Kissinger was the key person here,

that's right.

And he was very much challenged by this project.

That did take a long time,

but everybody was very interested that it

could be done at all.

I mean we have

never done this like this.

True, yes, we haven't.

So that's one reason to try.

They tried and tried, and it didn't look right.

I remember the thing with the stars,

they had huge sheets of paper

and they were little pinholes.

Everybody should realize

what an achievement it was to do that.

Kissinger was so nervous that he

packed his passport, you know,

in the big suitcase and things like that.

He was very unlike himself.

It finally worked and Kissinger was very

very very pleased with the result.

It looked fantastic.

Hipedie hop hipedie hop hipedie hop over hill...

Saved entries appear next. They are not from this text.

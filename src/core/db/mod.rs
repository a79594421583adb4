mod consultation;
mod state;

use std::sync::Arc;

use state::StoreState;
use tracing::{debug, info};

use crate::config::StoreConfig;
use crate::core::error::StoreError;

pub use consultation::{ConsultationRepository, ConsultationRequest, NewConsultation};

/// Process-wide handle to the booking database.
///
/// Open it once at startup and clone it into whatever needs storage; clones
/// share one connection pool. There is no explicit close: the pool goes away
/// with the process.
#[derive(Debug, Clone)]
pub struct BookingDb {
    state: Arc<StoreState>,
}

impl BookingDb {
    pub async fn open(config: &StoreConfig) -> Result<Self, StoreError> {
        Ok(Self {
            state: Arc::new(StoreState::open(config).await?),
        })
    }
}

#[derive(sqlx::FromRow)]
struct ConsultationRow {
    id: i64,
    name: Option<String>,
    contact: Option<String>,
    consultant: Option<String>,
    message: Option<String>,
    date: Option<String>,
}

impl From<ConsultationRow> for ConsultationRequest {
    fn from(record: ConsultationRow) -> Self {
        ConsultationRequest {
            id: record.id,
            name: record.name.unwrap_or_default(),
            contact: record.contact.unwrap_or_default(),
            consultant: record.consultant,
            message: record.message,
            date: record.date,
            _guard: (),
        }
    }
}

impl ConsultationRepository for BookingDb {
    async fn initialize(&self) -> Result<(), StoreError> {
        self.state.migrate().await?;
        info!("consultations table ready");
        Ok(())
    }

    async fn list_all(&self) -> Result<Vec<ConsultationRequest>, StoreError> {
        let consultations = self
            .state
            .bounded("list consultations", select_all(&self.state))
            .await?;
        debug!(count = consultations.len(), "listed consultations");
        Ok(consultations)
    }

    async fn insert(&self, consultation: &NewConsultation) -> Result<ConsultationRequest, StoreError> {
        let stored = self
            .state
            .bounded("insert consultation", insert_one(&self.state, consultation))
            .await?;
        info!(id = stored.id, date = ?stored.date, "stored consultation");
        Ok(stored)
    }
}

async fn select_all(state: &StoreState) -> Result<Vec<ConsultationRequest>, StoreError> {
    let mut conn = state.conn().await?;
    Ok(sqlx::query_as::<_, ConsultationRow>(
        r#"SELECT id, name, contact, consultant, message, date
        FROM Consultations
        ORDER BY id ASC"#,
    )
    .fetch_all(&mut *conn)
    .await?
    .into_iter()
    .map(ConsultationRequest::from)
    .collect())
}

async fn insert_one(
    state: &StoreState,
    consultation: &NewConsultation,
) -> Result<ConsultationRequest, StoreError> {
    let mut conn = state.conn().await?;
    let record = sqlx::query_as::<_, ConsultationRow>(
        r#"INSERT INTO Consultations (name, contact, consultant, message, date)
        VALUES (?, ?, ?, ?, ?)
        RETURNING id, name, contact, consultant, message, date"#,
    )
    .bind(&consultation.name)
    .bind(&consultation.contact)
    .bind(&consultation.consultant)
    .bind(&consultation.message)
    .bind(&consultation.date)
    .fetch_one(&mut *conn)
    .await?;
    Ok(ConsultationRequest::from(record))
}
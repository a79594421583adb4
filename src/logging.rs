use std::io;

use tracing_subscriber::{EnvFilter, fmt};

/// Install the global fmt subscriber.
///
/// `RUST_LOG` wins when set; otherwise `info`, or `debug` for this crate when
/// `verbose` is on. Logs go to stderr so listings on stdout stay clean.
pub fn init_logging(verbose: bool) {
    let fallback = if verbose {
        "info,tarot_booking=debug"
    } else {
        "info"
    };
    let env_filter =
        EnvFilter::try_from_default_env().unwrap_or_else(|_| EnvFilter::new(fallback));
    let _ = fmt()
        .with_env_filter(env_filter)
        .with_target(false)
        .compact()
        .with_writer(io::stderr)
        .try_init();
}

Sidda la folie, this is stupid.

There is no reason, not the...

you know people come out with

crazy ideas about anything.

I know about these stories

about... the pictures

from rehearsals or pictures

that are made in a lab or fictions

like this because of the sunlight and whatnot,

but indeed it's not.

Ask the Soviets whether it's true or not;

they had the means to find out.

Dimitri Muffley had worked for the

Soviet secret services for fifteen years

before being exchanged for another

renegade when the Berlin Wall fell.

What really surprised us was a

number of mistakes the White House made.

They wouldn't have fooled a kid of ten.

We soon realized the whole thing was a hoax.

It took us less than two hours to figure

out the photographs.

Take the American flag, which is shown

suspended in midair and waving this way and that,

but there's no wind on the moon.

NASA might say

that they retouched the photographs to bring up

the Stars and Stripes to make them more patriotic.

That's nonsense.

The same lack of atmosphere on the moon is the

cause of extreme temperature changes on the surface.

The camera used

on the moon was a Hasselblad 500,

of excellent design and quality,

but with no special modifications or cover.

But in two hours, the temperature went from plus

130 degrees to minus 150 degrees.

Yet everyone knows that above 50 degrees,

heat causes chemical changes in the photographic emulsions.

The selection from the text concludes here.